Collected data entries
---

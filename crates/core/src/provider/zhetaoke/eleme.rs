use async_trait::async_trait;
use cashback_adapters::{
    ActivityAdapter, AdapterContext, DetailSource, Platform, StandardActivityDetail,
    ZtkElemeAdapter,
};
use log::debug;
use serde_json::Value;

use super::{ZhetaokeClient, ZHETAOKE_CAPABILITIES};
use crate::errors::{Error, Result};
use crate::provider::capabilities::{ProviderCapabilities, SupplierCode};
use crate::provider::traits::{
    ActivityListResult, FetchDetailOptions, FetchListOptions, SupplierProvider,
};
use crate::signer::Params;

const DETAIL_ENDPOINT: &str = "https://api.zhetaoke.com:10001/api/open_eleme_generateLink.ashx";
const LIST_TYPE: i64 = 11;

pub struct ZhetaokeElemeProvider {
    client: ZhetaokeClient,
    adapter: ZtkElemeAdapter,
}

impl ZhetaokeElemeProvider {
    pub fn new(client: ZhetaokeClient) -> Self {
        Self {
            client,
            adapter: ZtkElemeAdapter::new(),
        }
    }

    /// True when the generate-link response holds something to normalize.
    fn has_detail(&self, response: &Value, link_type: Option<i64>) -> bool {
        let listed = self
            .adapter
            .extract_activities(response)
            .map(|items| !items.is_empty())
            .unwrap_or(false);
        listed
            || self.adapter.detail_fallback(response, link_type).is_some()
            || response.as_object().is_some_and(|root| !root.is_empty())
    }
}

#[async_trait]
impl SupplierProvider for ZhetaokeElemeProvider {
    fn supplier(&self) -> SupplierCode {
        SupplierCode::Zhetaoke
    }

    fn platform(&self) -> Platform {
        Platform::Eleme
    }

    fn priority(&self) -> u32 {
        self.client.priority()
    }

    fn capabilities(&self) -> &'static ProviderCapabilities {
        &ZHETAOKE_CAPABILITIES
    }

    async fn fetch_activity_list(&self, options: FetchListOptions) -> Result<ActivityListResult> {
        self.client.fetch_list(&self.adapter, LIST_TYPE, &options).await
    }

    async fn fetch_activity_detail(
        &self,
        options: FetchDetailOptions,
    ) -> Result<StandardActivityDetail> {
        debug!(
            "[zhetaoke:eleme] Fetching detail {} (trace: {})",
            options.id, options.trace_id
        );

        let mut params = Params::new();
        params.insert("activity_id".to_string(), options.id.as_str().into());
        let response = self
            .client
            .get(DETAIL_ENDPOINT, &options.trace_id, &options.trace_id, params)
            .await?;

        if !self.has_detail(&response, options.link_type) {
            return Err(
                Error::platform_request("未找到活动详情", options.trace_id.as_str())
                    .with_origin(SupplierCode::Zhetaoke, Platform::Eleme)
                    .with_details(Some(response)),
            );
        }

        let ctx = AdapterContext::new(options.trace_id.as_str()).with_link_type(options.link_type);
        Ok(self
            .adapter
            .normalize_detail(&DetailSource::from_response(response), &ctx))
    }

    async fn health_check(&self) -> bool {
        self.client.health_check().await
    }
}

---

→ **Task directions**:
All records above are to be printed exactly, with nothing omitted.

→ **Task result**:
filename crates/core/src/provider/zhetaoke/eleme.rs
use async_trait::async_trait;
use cashback_adapters::{
    ActivityAdapter, AdapterContext, DetailSource, Platform, StandardActivityDetail,
    ZtkElemeAdapter,
};
use log::debug;
use serde_json::Value;

use super::{ZhetaokeClient, ZHETAOKE_CAPABILITIES};
use crate::errors::{Error, Result};
use crate::provider::capabilities::{ProviderCapabilities, SupplierCode};
use crate::provider::traits::{
    ActivityListResult, FetchDetailOptions, FetchListOptions, SupplierProvider,
};
use crate::signer::Params;

const DETAIL_ENDPOINT: &str = "https://api.zhetaoke.com:10001/api/open_eleme_generateLink.ashx";
const LIST_TYPE: i64 = 11;

pub struct ZhetaokeElemeProvider {
    client: ZhetaokeClient,
    adapter: ZtkElemeAdapter,
}

impl ZhetaokeElemeProvider {
    pub fn new(client: ZhetaokeClient) -> Self {
        Self {
            client,
            adapter: ZtkElemeAdapter::new(),
        }
    }

    /// True when the generate-link response holds something to normalize.
    fn has_detail(&self, response: &Value, link_type: Option<i64>) -> bool {
        let listed = self
            .adapter
            .extract_activities(response)
            .map(|items| !items.is_empty())
            .unwrap_or(false);
        listed
            || self.adapter.detail_fallback(response, link_type).is_some()
            || response.as_object().is_some_and(|root| !root.is_empty())
    }
}

#[async_trait]
impl SupplierProvider for ZhetaokeElemeProvider {
    fn supplier(&self) -> SupplierCode {
        SupplierCode::Zhetaoke
    }

    fn platform(&self) -> Platform {
        Platform::Eleme
    }

    fn priority(&self) -> u32 {
        self.client.priority()
    }

    fn capabilities(&self) -> &'static ProviderCapabilities {
        &ZHETAOKE_CAPABILITIES
    }

    async fn fetch_activity_list(&self, options: FetchListOptions) -> Result<ActivityListResult> {
        self.client.fetch_list(&self.adapter, LIST_TYPE, &options).await
    }

    async fn fetch_activity_detail(
        &self,
        options: FetchDetailOptions,
    ) -> Result<StandardActivityDetail> {
        debug!(
            "[zhetaoke:eleme] Fetching detail {} (trace: {})",
            options.id, options.trace_id
        );

        let mut params = Params::new();
        params.insert("activity_id".to_string(), options.id.as_str().into());
        let response = self
            .client
            .get(DETAIL_ENDPOINT, &options.trace_id, &options.trace_id, params)
            .await?;

        if !self.has_detail(&response, options.link_type) {
            return Err(
                Error::platform_request("未找到活动详情", options.trace_id.as_str())
                    .with_origin(SupplierCode::Zhetaoke, Platform::Eleme)
                    .with_details(Some(response)),
            );
        }

        let ctx = AdapterContext::new(options.trace_id.as_str()).with_link_type(options.link_type);
        Ok(self
            .adapter
            .normalize_detail(&DetailSource::from_response(response), &ctx))
    }

    async fn health_check(&self) -> bool {
        self.client.health_check().await
    }
}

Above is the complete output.